Вначале Анна Павловна жила, наслаждаясь полотнами, испытывая тихое удовлетворение: картины были на месте, для них были созданы условия, у них был зритель и хранитель. Полотна делали комнату уютной. Анна Павловна усаживалась по вечерам в это кресло с чашкой чаю, согревалась его ароматом и со временем открывала для себя все новые и новые свойства Костиных картин. Некоторые из них, увиденные ею раз, так и оставались неизменными, другие же открывались снова и снова. То вдруг она замечала, что какая-то несущественная на первый взгляд деталь очень существенна на самом деле, то цвет полотна при определенном свете из окон начинал звучать особенно, по-новому и придавал картине новое движение и теплоту. Больше всего ее поражало маленькое полотно – три мальчика с трубами, – Костя писал картину в Испании. Мальчики были написаны гуашью как-то странно – нечетко, размыто. Маленькие трубачи то прятались в дымку, то словно выступали из этой размытости, и тогда глаза их сверкали, и, казалось, была слышна музыка.

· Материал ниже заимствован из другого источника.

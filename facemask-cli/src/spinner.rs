//! Terminal progress spinner.
//!
//! Runs on its own thread and redraws on stderr so piped stdout stays clean.
//! The handle stops the spinner on drop, clearing the line it occupied.

use std::io::{self, Write};
use std::sync::mpsc::{self, RecvTimeoutError, Sender};
use std::thread::JoinHandle;
use std::time::Duration;

const FRAMES: [char; 10] = ['⠋', '⠙', '⠹', '⠸', '⠼', '⠴', '⠦', '⠧', '⠇', '⠏'];
const FRAME_INTERVAL: Duration = Duration::from_millis(100);

/// A running spinner; dropping it stops the animation.
pub struct Spinner {
    stop: Option<Sender<()>>,
    handle: Option<JoinHandle<()>>,
}

impl Spinner {
    /// Start spinning with `message` next to the animation frame.
    pub fn start(message: &str) -> Self {
        let message = message.to_owned();
        let (stop, stopped) = mpsc::channel::<()>();

        let handle = std::thread::spawn(move || {
            let mut frames = FRAMES.iter().cycle();
            loop {
                match stopped.recv_timeout(FRAME_INTERVAL) {
                    Err(RecvTimeoutError::Timeout) => {
                        let frame = frames.next().unwrap_or(&FRAMES[0]);
                        eprint!("\r{frame} {message}");
                        let _ = io::stderr().flush();
                    }
                    // Stop requested or the handle went away.
                    Ok(()) | Err(RecvTimeoutError::Disconnected) => break,
                }
            }
            // Clear the spinner line.
            eprint!("\r{}\r", " ".repeat(message.chars().count() + 2));
            let _ = io::stderr().flush();
        });

        Self {
            stop: Some(stop),
            handle: Some(handle),
        }
    }

    /// Stop the animation and wait for the line to be cleared.
    pub fn stop(mut self) {
        self.shutdown();
    }

    fn shutdown(&mut self) {
        if let Some(stop) = self.stop.take() {
            let _ = stop.send(());
        }
        if let Some(handle) = self.handle.take() {
            let _ = handle.join();
        }
    }
}

impl Drop for Spinner {
    fn drop(&mut self) {
        self.shutdown();
    }
}

#[cfg(test)]
mod tests {
    use super::*;

    #[test]
    fn stop_joins_the_worker() {
        let spinner = Spinner::start("working");
        std::thread::sleep(Duration::from_millis(250));
        spinner.stop();
    }

    #[test]
    fn drop_is_equivalent_to_stop() {
        {
            let _spinner = Spinner::start("working");
            std::thread::sleep(Duration::from_millis(50));
        }
    }
}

Впрочем, иногда Анне Павловне казалось, что она все это выдумывает, что у нее какие-то галлюцинации. Однако в Костином архиве хранился каталог его парижской выставки с предисловием Луначарского, который командировал его в Париж, Рим, Мадрид. Несколько писем знаменитых художников, которые выражали восхищение работами Кости. А главное, был еще Сережа, который часто приходил к Анне Павловне и всегда громогласно, хоть и скороговоркой, повторял, что Константин Федорович – замечательный художник, заслуживающий всяческого почета…
Он прискакал, конечно, первым, этот Сережа, с порога начал сыпать мелкие свои новости, расставил маленькие картоны с пейзажами, написанными неглубоко, неровно, потом подарил книжечку Тютчева со своими перьевыми рисунками.

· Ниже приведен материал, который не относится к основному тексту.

//! Helpers for encoding the composited canvas.
//!
//! Centralizes output-format selection and encoder tuning so the CLI and the
//! integration tests share a single implementation.

use anyhow::{Context, Result};
use image::{
    ExtendedColorType, ImageEncoder, RgbaImage,
    codecs::{
        jpeg::JpegEncoder,
        png::{CompressionType, FilterType, PngEncoder},
    },
};
use log::debug;
use std::{
    fs::File,
    io::{BufWriter, Write},
    path::Path,
};

/// JPEG output matches the source material as closely as the codec allows.
const JPEG_QUALITY: u8 = 100;

/// Canonical image formats supported for the composited output.
#[derive(Debug, Clone, Copy, PartialEq, Eq)]
pub enum ImageFormatHint {
    Png,
    Jpeg,
}

impl ImageFormatHint {
    /// Determine format from a filesystem extension.
    pub fn from_extension(ext: &str) -> Option<Self> {
        match ext.to_ascii_lowercase().as_str() {
            "png" => Some(Self::Png),
            "jpg" | "jpeg" => Some(Self::Jpeg),
            _ => None,
        }
    }

    /// Resolve the output format from a destination path.
    pub fn from_path(path: &Path) -> Result<Self> {
        path.extension()
            .and_then(|ext| ext.to_str())
            .and_then(Self::from_extension)
            .with_context(|| {
                format!(
                    "output file type not supported: {} (expected jpg, jpeg, or png)",
                    path.display()
                )
            })
    }
}

/// Encode the canvas and write it to `destination`.
///
/// The format is chosen from the destination extension; JPEG output flattens
/// the alpha channel, PNG preserves it.
pub fn save_canvas(canvas: &RgbaImage, destination: &Path) -> Result<()> {
    let format = ImageFormatHint::from_path(destination)?;
    debug!(
        "Saving {}x{} canvas to {} as {:?}",
        canvas.width(),
        canvas.height(),
        destination.display(),
        format
    );

    let encoded = match format {
        ImageFormatHint::Png => encode_png(canvas)?,
        ImageFormatHint::Jpeg => encode_jpeg(canvas)?,
    };
    write_bytes(destination, &encoded)
}

fn encode_png(canvas: &RgbaImage) -> Result<Vec<u8>> {
    let mut buffer = Vec::new();
    {
        let encoder = PngEncoder::new_with_quality(
            &mut buffer,
            CompressionType::Default,
            FilterType::Adaptive,
        );
        encoder
            .write_image(
                canvas.as_raw(),
                canvas.width(),
                canvas.height(),
                ExtendedColorType::Rgba8,
            )
            .context("failed to encode PNG")?;
    }
    Ok(buffer)
}

fn encode_jpeg(canvas: &RgbaImage) -> Result<Vec<u8>> {
    let rgb = image::DynamicImage::ImageRgba8(canvas.clone()).to_rgb8();
    let mut buffer = Vec::new();
    {
        let encoder = JpegEncoder::new_with_quality(&mut buffer, JPEG_QUALITY);
        encoder
            .write_image(
                rgb.as_raw(),
                rgb.width(),
                rgb.height(),
                ExtendedColorType::Rgb8,
            )
            .context("failed to encode JPEG")?;
    }
    Ok(buffer)
}

fn write_bytes(path: &Path, bytes: &[u8]) -> Result<()> {
    let file =
        File::create(path).with_context(|| format!("failed to create {}", path.display()))?;
    let mut writer = BufWriter::new(file);
    writer
        .write_all(bytes)
        .with_context(|| format!("failed to write {}", path.display()))?;
    writer
        .flush()
        .with_context(|| format!("failed to flush {}", path.display()))?;
    Ok(())
}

Анна Павловна похвалила рисунки, внимательно разглядела пейзажики и снова раскрыла Тютчева.
Неожиданно она засмеялась.
– Не думал, – сказал Сережа, – что Тютчев может рассмешить.
– Я тоже, – улыбнулась Анна Павловна, – но послушай: «Не рассуждай, не хлопочи!.. Безумство ищет, глупость судит; дневные раны сном лечи, а завтра быть чему, то будет. Живя, умей все пережить: печаль, и радость, и тревогу. Чего желать? О чем тужить? День пережит – и слава богу!»
– Что же тут смешного? – проговорил Сережа непривычно медленно. – Очень даже серьезно. И подходит ко мне. Вполне!
Анна Павловна смутилась, о Сереже она не думала, а думала о себе; последний год у нее, старухи, к которой, кажется, очень подходили бы такие стихи, прошел совсем по-другому, и сегодня она хотела об этом сказать Сереже и другим, если придут эти другие. Но Сережа примерил к себе, оказалось – подходит, и вышло неловко, в самом деле неловко, словно Анна Павловна хотела укорить его…
Она хотела объясниться сразу и уже сказала какие-то слова, как раздался звонок.